§ **PROVIDED RECORDS**
%%

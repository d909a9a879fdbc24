//! Build output configuration.

use std::path::{Path, PathBuf};

use serde::{Deserialize, Serialize};

use crate::constants::{
    CELLERY_DIR, DEFAULT_OUTPUT_DIR, METADATA_FILE_NAME, REF_DIR, REFERENCE_FILE_NAME,
    RESOURCES_DIR, YAML_EXTENSION,
};

/// Environment variable overriding the output directory.
pub const TARGET_DIR_ENV: &str = "CELLC_TARGET_DIR";
/// Environment variable enabling debug output.
pub const DEBUG_MODE_ENV: &str = "DEBUG_MODE";

/// Where and how build artifacts are produced.
#[derive(Debug, Clone, PartialEq, Eq, Serialize, Deserialize)]
pub struct BuildConfig {
    /// Root of the build output tree.
    pub output_dir: PathBuf,
    /// Whether debug output was requested.
    pub debug: bool,
}

impl Default for BuildConfig {
    fn default() -> Self {
        Self {
            output_dir: PathBuf::from(DEFAULT_OUTPUT_DIR),
            debug: false,
        }
    }
}

impl BuildConfig {
    /// Creates a configuration rooted at `output_dir`.
    #[must_use]
    pub fn new(output_dir: impl Into<PathBuf>) -> Self {
        Self {
            output_dir: output_dir.into(),
            ..Self::default()
        }
    }

    /// Reads overrides from `CELLC_TARGET_DIR` and `DEBUG_MODE`.
    #[must_use]
    pub fn from_env() -> Self {
        let mut config = Self::default();
        if let Ok(dir) = std::env::var(TARGET_DIR_ENV) {
            if !dir.is_empty() {
                config.output_dir = PathBuf::from(dir);
            }
        }
        config.debug = std::env::var(DEBUG_MODE_ENV).is_ok_and(|v| v.eq_ignore_ascii_case("true"));
        config
    }

    /// Path of the composite Cell document for `cell_name`.
    #[must_use]
    pub fn cell_path(&self, cell_name: &str) -> PathBuf {
        self.cellery_dir()
            .join(format!("{cell_name}{YAML_EXTENSION}"))
    }

    /// Path of the metadata descriptor.
    #[must_use]
    pub fn metadata_path(&self) -> PathBuf {
        self.cellery_dir().join(METADATA_FILE_NAME)
    }

    /// Path of the reference document.
    #[must_use]
    pub fn reference_path(&self) -> PathBuf {
        self.output_dir.join(REF_DIR).join(REFERENCE_FILE_NAME)
    }

    /// Directory receiving copied resource files.
    #[must_use]
    pub fn resources_dir(&self) -> PathBuf {
        self.output_dir.join(RESOURCES_DIR)
    }

    fn cellery_dir(&self) -> PathBuf {
        self.output_dir.join(CELLERY_DIR)
    }

    /// Returns the output root.
    #[must_use]
    pub fn output_dir(&self) -> &Path {
        &self.output_dir
    }
}
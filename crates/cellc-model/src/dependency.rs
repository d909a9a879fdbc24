//! Cell image dependencies and alias resolution.
//!
//! A dependency is declared either as the shorthand `org/name:version` or
//! as a structured `{org, name, ver}` record, keyed by the alias the
//! dependent component uses in its environment templates.

use std::collections::BTreeMap;

use indexmap::IndexMap;

use cellc_common::error::{CellError, Result};
use cellc_common::types::ImageName;
use nom::{
    IResult, Parser,
    bytes::complete::take_till,
    character::complete::char,
};
use serde::{Deserialize, Serialize};

/// A dependency as declared, before validation.
#[derive(Debug, Clone, PartialEq, Eq, Serialize, Deserialize)]
#[serde(untagged)]
pub enum DependencyDescriptor {
    /// `org/name:version`.
    Shorthand(String),
    /// Explicit coordinates.
    Structured {
        /// Organization.
        org: String,
        /// Image name.
        name: String,
        /// Image version.
        ver: String,
    },
}

/// A resolved dependency on another cell image.
#[derive(Debug, Clone, PartialEq, Eq, Serialize, Deserialize)]
pub struct Dependency {
    /// Organization.
    pub org: String,
    /// Image name.
    pub name: String,
    /// Image version.
    pub ver: String,
    /// Alias used by the dependent components.
    pub alias: String,
}

impl Dependency {
    /// Resolves a declared dependency under `alias`.
    ///
    /// # Errors
    ///
    /// Returns [`CellError::InvalidDependency`] if a shorthand does not
    /// match `org/name:version`.
    pub fn resolve(alias: &str, descriptor: &DependencyDescriptor) -> Result<Self> {
        let (org, name, ver) = match descriptor {
            DependencyDescriptor::Shorthand(text) => parse_shorthand(text)?,
            DependencyDescriptor::Structured { org, name, ver } => {
                (org.clone(), name.clone(), ver.clone())
            }
        };
        Ok(Self {
            org,
            name,
            ver,
            alias: alias.to_string(),
        })
    }
}

/// Segment of a shorthand: anything but the two separators.
fn segment(input: &str) -> IResult<&str, &str> {
    take_till(|c| c == '/' || c == ':')(input)
}

fn shorthand(input: &str) -> IResult<&str, (&str, &str, &str)> {
    let (input, (org, _, name, _, ver)) =
        (segment, char('/'), segment, char(':'), segment).parse(input)?;
    Ok((input, (org, name, ver)))
}

/// Splits `org/name:version` into its three parts.
///
/// Each part may be empty but must not contain `/` or `:`.
///
/// # Errors
///
/// Returns [`CellError::InvalidDependency`] on any other shape.
pub fn parse_shorthand(text: &str) -> Result<(String, String, String)> {
    match shorthand(text) {
        Ok(("", (org, name, ver))) => Ok((org.into(), name.into(), ver.into())),
        _ => Err(CellError::InvalidDependency {
            value: text.to_string(),
        }),
    }
}

/// Parses an image identity written as `org/name:version`.
///
/// # Errors
///
/// Returns an error if the text is malformed or the name is empty.
pub fn parse_image_name(text: &str) -> Result<ImageName> {
    let (org, name, ver) = parse_shorthand(text)?;
    ImageName::new(org, name, ver)
}

/// Alias table and dependency list built from declared dependencies.
#[derive(Debug, Clone, Default, PartialEq, Eq)]
pub struct ResolvedDependencies {
    /// Dependencies keyed by alias; a later declaration of an alias wins.
    pub aliases: BTreeMap<String, Dependency>,
    /// Every resolved dependency, in resolution order.
    pub dependencies: Vec<Dependency>,
}

impl ResolvedDependencies {
    /// Appends `other`, letting its aliases override existing ones.
    pub fn merge(&mut self, other: Self) {
        self.aliases.extend(other.aliases);
        self.dependencies.extend(other.dependencies);
    }
}

/// Resolves a raw alias → dependency map, keeping declaration order in
/// the dependency list.
///
/// # Errors
///
/// Returns [`CellError::InvalidDependency`] for the first malformed
/// shorthand; nothing is resolved in that case.
pub fn resolve_dependencies(
    raw: &IndexMap<String, DependencyDescriptor>,
) -> Result<ResolvedDependencies> {
    let mut resolved = ResolvedDependencies::default();
    for (alias, descriptor) in raw {
        let dependency = Dependency::resolve(alias, descriptor)?;
        tracing::debug!(
            alias,
            org = %dependency.org,
            name = %dependency.name,
            ver = %dependency.ver,
            "resolved dependency"
        );
        let _ = resolved.aliases.insert(alias.clone(), dependency.clone());
        resolved.dependencies.push(dependency);
    }
    Ok(resolved)
}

%%

§ **PROBLEM STATEMENT**
For the string "dependent", give the number of lines in the entries that contain it, with no other words.

§ **REPLY TO THE TASK**
2